Instructions for the task:
Print the listing that follows, character for character.

------------------------------------

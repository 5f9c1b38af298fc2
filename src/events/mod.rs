pub mod dispatcher;
pub mod event_types;

pub use dispatcher::{ChangeDispatcher, DispatcherStats, RecomputeTarget};
pub use event_types::{Event, EventType, InputSignal, RecomputeStage};
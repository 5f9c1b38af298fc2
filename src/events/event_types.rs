use chrono::{DateTime, Utc};

use crate::depth::AxisMode;
use crate::orderbook::{CoordinatorLimits, CurrencyCode, Order};

/// 输入变化事件
#[derive(Debug, Clone)]
pub enum EventType {
    /// 新的订单簿快照
    OrderBookUpdated(Vec<Order>),
    /// 协调者限额表刷新，带数据时间戳
    LimitsUpdated {
        limits: CoordinatorLimits,
        updated_at: DateTime<Utc>,
    },
    /// 参考币种切换（0 表示未设置）
    CurrencyChanged(CurrencyCode),
    /// 横轴模式切换
    AxisModeChanged(AxisMode),
    /// 外部24小时溢价参考值
    PremiumReferenceChanged(Option<f64>),
    /// 放宽窗口
    ExpandRange,
    /// 收窄窗口
    ShrinkRange,
}

impl EventType {
    /// 获取事件类型的字符串表示
    pub fn type_name(&self) -> &'static str {
        match self {
            EventType::OrderBookUpdated(_) => "OrderBookUpdated",
            EventType::LimitsUpdated { .. } => "LimitsUpdated",
            EventType::CurrencyChanged(_) => "CurrencyChanged",
            EventType::AxisModeChanged(_) => "AxisModeChanged",
            EventType::PremiumReferenceChanged(_) => "PremiumReferenceChanged",
            EventType::ExpandRange => "ExpandRange",
            EventType::ShrinkRange => "ShrinkRange",
        }
    }

    /// 检查是否为用户交互事件
    pub fn is_user_action(&self) -> bool {
        matches!(
            self,
            EventType::AxisModeChanged(_) | EventType::ExpandRange | EventType::ShrinkRange
        )
    }
}

/// 事件结构体
#[derive(Debug, Clone)]
pub struct Event {
    pub event_type: EventType,
    pub timestamp: u64,
    pub source: String,
}

impl Event {
    pub fn new(event_type: EventType, source: String) -> Self {
        Self {
            event_type,
            timestamp: Utc::now().timestamp_millis().max(0) as u64,
            source,
        }
    }
}

/// 重算阶段关心的输入信号
#[derive(Debug, Clone, Copy, PartialEq, Eq, Hash)]
pub enum InputSignal {
    Orders,
    LimitsTimestamp,
    Currency,
    AxisMode,
    PremiumReference,
    /// 归一化阶段产出的新订单集合
    NormalizedOrders,
    /// 窗口中心或半宽发生变化
    Window,
}

/// 重算阶段，按流水线顺序排列
#[derive(Debug, Clone, Copy, PartialEq, Eq, Hash, PartialOrd, Ord)]
pub enum RecomputeStage {
    Normalize,
    Recenter,
    BuildSeries,
}

impl RecomputeStage {
    pub const PIPELINE: [RecomputeStage; 3] = [
        RecomputeStage::Normalize,
        RecomputeStage::Recenter,
        RecomputeStage::BuildSeries,
    ];

    /// 每个阶段显式声明的触发信号
    pub fn triggers(&self) -> &'static [InputSignal] {
        match self {
            RecomputeStage::Normalize => &[
                InputSignal::Orders,
                InputSignal::LimitsTimestamp,
                InputSignal::Currency,
            ],
            RecomputeStage::Recenter => &[
                InputSignal::NormalizedOrders,
                InputSignal::AxisMode,
                InputSignal::LimitsTimestamp,
                InputSignal::Currency,
                InputSignal::PremiumReference,
            ],
            RecomputeStage::BuildSeries => &[
                InputSignal::NormalizedOrders,
                InputSignal::AxisMode,
                InputSignal::Window,
            ],
        }
    }

    pub fn name(&self) -> &'static str {
        match self {
            RecomputeStage::Normalize => "normalize",
            RecomputeStage::Recenter => "recenter",
            RecomputeStage::BuildSeries => "build_series",
        }
    }
}
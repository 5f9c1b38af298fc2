use std::env;
use std::process;

use chrono::Utc;
use serde::Serialize;

use depth_sight::config::load_config;
use depth_sight::depth::ChartData;
use depth_sight::orderbook::{load_limits, load_orders};
use depth_sight::{init_logging, AxisMode, DepthChartApp};

const USAGE: &str = "usage: depth_sight <orders.json> [limits.json] [--currency N] \
[--mode premium|price] [--premium-ref X] [--config path]";

/// 命令行参数
#[derive(Debug, Default)]
struct CliArgs {
    orders_path: String,
    limits_path: Option<String>,
    currency: u32,
    mode: AxisMode,
    premium_reference: Option<f64>,
    config_path: Option<String>,
}

fn parse_args(args: &[String]) -> Result<CliArgs, String> {
    let mut parsed = CliArgs::default();
    let mut positional = Vec::new();
    let mut iter = args.iter();

    while let Some(arg) = iter.next() {
        match arg.as_str() {
            "--currency" => {
                let value = iter.next().ok_or("--currency needs a value")?;
                parsed.currency = value
                    .parse()
                    .map_err(|_| format!("invalid currency code: {}", value))?;
            }
            "--mode" => {
                let value = iter.next().ok_or("--mode needs a value")?;
                parsed.mode = value.parse()?;
            }
            "--premium-ref" => {
                let value = iter.next().ok_or("--premium-ref needs a value")?;
                parsed.premium_reference = Some(
                    value
                        .parse()
                        .map_err(|_| format!("invalid premium reference: {}", value))?,
                );
            }
            "--config" => {
                let value = iter.next().ok_or("--config needs a value")?;
                parsed.config_path = Some(value.clone());
            }
            other if other.starts_with("--") => return Err(format!("unknown option: {}", other)),
            other => positional.push(other.to_string()),
        }
    }

    let mut positional = positional.into_iter();
    parsed.orders_path = positional.next().ok_or("missing orders file")?;
    parsed.limits_path = positional.next();
    Ok(parsed)
}

#[derive(Serialize)]
struct CliOutput<'a> {
    status: &'static str,
    axis_label: String,
    can_shrink_range: bool,
    #[serde(skip_serializing_if = "Option::is_none")]
    chart: Option<&'a ChartData>,
}

fn run(args: CliArgs) -> Result<(), Box<dyn std::error::Error>> {
    let config = load_config(args.config_path.as_deref().unwrap_or("depth_sight.toml"))?;
    init_logging(&config);
    log::info!("depth_sight {} 启动", depth_sight::VERSION);

    let mut app = DepthChartApp::with_mode(config, args.mode);
    app.set_currency(args.currency);
    if let Some(path) = &args.limits_path {
        app.update_limits(load_limits(path)?, Utc::now());
    }
    app.set_premium_reference(args.premium_reference);
    app.update_orders(load_orders(&args.orders_path)?);

    let output = CliOutput {
        status: if app.is_loading() { "loading" } else { "ready" },
        axis_label: app.axis_label(&|key: &str| key.to_string()),
        can_shrink_range: app.can_shrink_range(),
        chart: app.chart_data(),
    };
    println!("{}", serde_json::to_string_pretty(&output)?);
    Ok(())
}

fn main() {
    let args: Vec<String> = env::args().skip(1).collect();
    let args = match parse_args(&args) {
        Ok(args) => args,
        Err(e) => {
            eprintln!("{}\n{}", e, USAGE);
            process::exit(2);
        }
    };

    if let Err(e) = run(args) {
        eprintln!("error: {}", e);
        process::exit(1);
    }
}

------------------------------------

Answer for this exercise:
repository 5f9c1b38af298fc2
filename src/events/mod.rs
pub mod dispatcher;
pub mod event_types;

pub use dispatcher::{ChangeDispatcher, DispatcherStats, RecomputeTarget};
pub use event_types::{Event, EventType, InputSignal, RecomputeStage};
repository 5f9c1b38af298fc2
filename src/events/event_types.rs
use chrono::{DateTime, Utc};

use crate::depth::AxisMode;
use crate::orderbook::{CoordinatorLimits, CurrencyCode, Order};

/// 输入变化事件
#[derive(Debug, Clone)]
pub enum EventType {
    /// 新的订单簿快照
    OrderBookUpdated(Vec<Order>),
    /// 协调者限额表刷新，带数据时间戳
    LimitsUpdated {
        limits: CoordinatorLimits,
        updated_at: DateTime<Utc>,
    },
    /// 参考币种切换（0 表示未设置）
    CurrencyChanged(CurrencyCode),
    /// 横轴模式切换
    AxisModeChanged(AxisMode),
    /// 外部24小时溢价参考值
    PremiumReferenceChanged(Option<f64>),
    /// 放宽窗口
    ExpandRange,
    /// 收窄窗口
    ShrinkRange,
}

impl EventType {
    /// 获取事件类型的字符串表示
    pub fn type_name(&self) -> &'static str {
        match self {
            EventType::OrderBookUpdated(_) => "OrderBookUpdated",
            EventType::LimitsUpdated { .. } => "LimitsUpdated",
            EventType::CurrencyChanged(_) => "CurrencyChanged",
            EventType::AxisModeChanged(_) => "AxisModeChanged",
            EventType::PremiumReferenceChanged(_) => "PremiumReferenceChanged",
            EventType::ExpandRange => "ExpandRange",
            EventType::ShrinkRange => "ShrinkRange",
        }
    }

    /// 检查是否为用户交互事件
    pub fn is_user_action(&self) -> bool {
        matches!(
            self,
            EventType::AxisModeChanged(_) | EventType::ExpandRange | EventType::ShrinkRange
        )
    }
}

/// 事件结构体
#[derive(Debug, Clone)]
pub struct Event {
    pub event_type: EventType,
    pub timestamp: u64,
    pub source: String,
}

impl Event {
    pub fn new(event_type: EventType, source: String) -> Self {
        Self {
            event_type,
            timestamp: Utc::now().timestamp_millis().max(0) as u64,
            source,
        }
    }
}

/// 重算阶段关心的输入信号
#[derive(Debug, Clone, Copy, PartialEq, Eq, Hash)]
pub enum InputSignal {
    Orders,
    LimitsTimestamp,
    Currency,
    AxisMode,
    PremiumReference,
    /// 归一化阶段产出的新订单集合
    NormalizedOrders,
    /// 窗口中心或半宽发生变化
    Window,
}

/// 重算阶段，按流水线顺序排列
#[derive(Debug, Clone, Copy, PartialEq, Eq, Hash, PartialOrd, Ord)]
pub enum RecomputeStage {
    Normalize,
    Recenter,
    BuildSeries,
}

impl RecomputeStage {
    pub const PIPELINE: [RecomputeStage; 3] = [
        RecomputeStage::Normalize,
        RecomputeStage::Recenter,
        RecomputeStage::BuildSeries,
    ];

    /// 每个阶段显式声明的触发信号
    pub fn triggers(&self) -> &'static [InputSignal] {
        match self {
            RecomputeStage::Normalize => &[
                InputSignal::Orders,
                InputSignal::LimitsTimestamp,
                InputSignal::Currency,
            ],
            RecomputeStage::Recenter => &[
                InputSignal::NormalizedOrders,
                InputSignal::AxisMode,
                InputSignal::LimitsTimestamp,
                InputSignal::Currency,
                InputSignal::PremiumReference,
            ],
            RecomputeStage::BuildSeries => &[
                InputSignal::NormalizedOrders,
                InputSignal::AxisMode,
                InputSignal::Window,
            ],
        }
    }

    pub fn name(&self) -> &'static str {
        match self {
            RecomputeStage::Normalize => "normalize",
            RecomputeStage::Recenter => "recenter",
            RecomputeStage::BuildSeries => "build_series",
        }
    }
}
repository 5f9c1b38af298fc2
use std::env;
use std::process;

use chrono::Utc;
use serde::Serialize;

use depth_sight::config::load_config;
use depth_sight::depth::ChartData;
use depth_sight::orderbook::{load_limits, load_orders};
use depth_sight::{init_logging, AxisMode, DepthChartApp};

const USAGE: &str = "usage: depth_sight <orders.json> [limits.json] [--currency N] \
[--mode premium|price] [--premium-ref X] [--config path]";

/// 命令行参数
#[derive(Debug, Default)]
struct CliArgs {
    orders_path: String,
    limits_path: Option<String>,
    currency: u32,
    mode: AxisMode,
    premium_reference: Option<f64>,
    config_path: Option<String>,
}

fn parse_args(args: &[String]) -> Result<CliArgs, String> {
    let mut parsed = CliArgs::default();
    let mut positional = Vec::new();
    let mut iter = args.iter();

    while let Some(arg) = iter.next() {
        match arg.as_str() {
            "--currency" => {
                let value = iter.next().ok_or("--currency needs a value")?;
                parsed.currency = value
                    .parse()
                    .map_err(|_| format!("invalid currency code: {}", value))?;
            }
            "--mode" => {
                let value = iter.next().ok_or("--mode needs a value")?;
                parsed.mode = value.parse()?;
            }
            "--premium-ref" => {
                let value = iter.next().ok_or("--premium-ref needs a value")?;
                parsed.premium_reference = Some(
                    value
                        .parse()
                        .map_err(|_| format!("invalid premium reference: {}", value))?,
                );
            }
            "--config" => {
                let value = iter.next().ok_or("--config needs a value")?;
                parsed.config_path = Some(value.clone());
            }
            other if other.starts_with("--") => return Err(format!("unknown option: {}", other)),
            other => positional.push(other.to_string()),
        }
    }

    let mut positional = positional.into_iter();
    parsed.orders_path = positional.next().ok_or("missing orders file")?;
    parsed.limits_path = positional.next();
    Ok(parsed)
}

#[derive(Serialize)]
struct CliOutput<'a> {
    status: &'static str,
    axis_label: String,
    can_shrink_range: bool,
    #[serde(skip_serializing_if = "Option::is_none")]
    chart: Option<&'a ChartData>,
}

fn run(args: CliArgs) -> Result<(), Box<dyn std::error::Error>> {
    let config = load_config(args.config_path.as_deref().unwrap_or("depth_sight.toml"))?;
    init_logging(&config);
    log::info!("depth_sight {} 启动", depth_sight::VERSION);

    let mut app = DepthChartApp::with_mode(config, args.mode);
    app.set_currency(args.currency);
    if let Some(path) = &args.limits_path {
        app.update_limits(load_limits(path)?, Utc::now());
    }
    app.set_premium_reference(args.premium_reference);
    app.update_orders(load_orders(&args.orders_path)?);

    let output = CliOutput {
        status: if app.is_loading() { "loading" } else { "ready" },
        axis_label: app.axis_label(&|key: &str| key.to_string()),
        can_shrink_range: app.can_shrink_range(),
        chart: app.chart_data(),
    };
    println!("{}", serde_json::to_string_pretty(&output)?);
    Ok(())
}

fn main() {
    let args: Vec<String> = env::args().skip(1).collect();
    let args = match parse_args(&args) {
        Ok(args) => args,
        Err(e) => {
            eprintln!("{}\n{}", e, USAGE);
            process::exit(2);
        }
    };

    if let Err(e) = run(args) {
        eprintln!("error: {}", e);
        process::exit(1);
    }
}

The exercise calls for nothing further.